[Collected data entries]

------------------------------------------------------------

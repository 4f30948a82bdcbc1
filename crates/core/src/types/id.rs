//! Newtype IDs for type-safe entity references.
//!
//! Use the `define_id!` macro to create type-safe ID wrappers that prevent
//! accidentally mixing IDs from different entity types.

/// Macro to define a type-safe ID wrapper.
///
/// Creates a newtype wrapper around `i32` with:
/// - `Serialize`/`Deserialize` with `#[serde(transparent)]`
/// - `Debug`, `Clone`, `Copy`, `PartialEq`, `Eq`, `Hash`
/// - Conversion methods: `new()`, `as_i32()`
/// - `From<i32>` and `Into<i32>` implementations
/// - `sqlx` `Type`, `Encode`, and `Decode` implementations (with `postgres` feature)
///
/// # Example
///
/// ```rust
/// # use shopfront_core::define_id;
/// define_id!(StoreId);
/// define_id!(ProductId);
///
/// let store_id = StoreId::new(1);
/// let product_id = ProductId::new(1);
///
/// // These are different types, so this won't compile:
/// // let _: StoreId = product_id;
/// ```
#[macro_export]
macro_rules! define_id {
    ($name:ident) => {
        #[derive(
            Debug,
            Clone,
            Copy,
            PartialEq,
            Eq,
            Hash,
            ::serde::Serialize,
            ::serde::Deserialize
        )]
        #[serde(transparent)]
        pub struct $name(i32);

        impl $name {
            /// Create a new ID from an i32 value.
            #[must_use]
            pub const fn new(id: i32) -> Self {
                Self(id)
            }

            /// Get the underlying i32 value.
            #[must_use]
            pub const fn as_i32(&self) -> i32 {
                self.0
            }
        }

        impl ::core::fmt::Display for $name {
            fn fmt(&self, f: &mut ::core::fmt::Formatter<'_>) -> ::core::fmt::Result {
                write!(f, "{}", self.0)
            }
        }

        impl From<i32> for $name {
            fn from(id: i32) -> Self {
                Self(id)
            }
        }

        impl From<$name> for i32 {
            fn from(id: $name) -> Self {
                id.0
            }
        }

        #[cfg(feature = "postgres")]
        impl ::sqlx::Type<::sqlx::Postgres> for $name {
            fn type_info() -> ::sqlx::postgres::PgTypeInfo {
                <i32 as ::sqlx::Type<::sqlx::Postgres>>::type_info()
            }

            fn compatible(ty: &::sqlx::postgres::PgTypeInfo) -> bool {
                <i32 as ::sqlx::Type<::sqlx::Postgres>>::compatible(ty)
            }
        }

        #[cfg(feature = "postgres")]
        impl<'r> ::sqlx::Decode<'r, ::sqlx::Postgres> for $name {
            fn decode(
                value: ::sqlx::postgres::PgValueRef<'r>,
            ) -> ::core::result::Result<Self, ::sqlx::error::BoxDynError> {
                let id = <i32 as ::sqlx::Decode<::sqlx::Postgres>>::decode(value)?;
                Ok(Self(id))
            }
        }

        #[cfg(feature = "postgres")]
        impl ::sqlx::Encode<'_, ::sqlx::Postgres> for $name {
            fn encode_by_ref(
                &self,
                buf: &mut ::sqlx::postgres::PgArgumentBuffer,
            ) -> ::std::result::Result<::sqlx::encode::IsNull, ::sqlx::error::BoxDynError> {
                <i32 as ::sqlx::Encode<::sqlx::Postgres>>::encode_by_ref(&self.0, buf)
            }
        }
    };
}

// Define standard entity IDs
define_id!(UserId);
define_id!(StoreId);
define_id!(ProductId);
define_id!(CategoryId);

------------------------------------------------------------

* **What is required**:
Go through the data above and copy each line that holds the word "entity".

* **Your solution**:
//! Newtype IDs for type-safe entity references.
//! accidentally mixing IDs from different entity types.
// Define standard entity IDs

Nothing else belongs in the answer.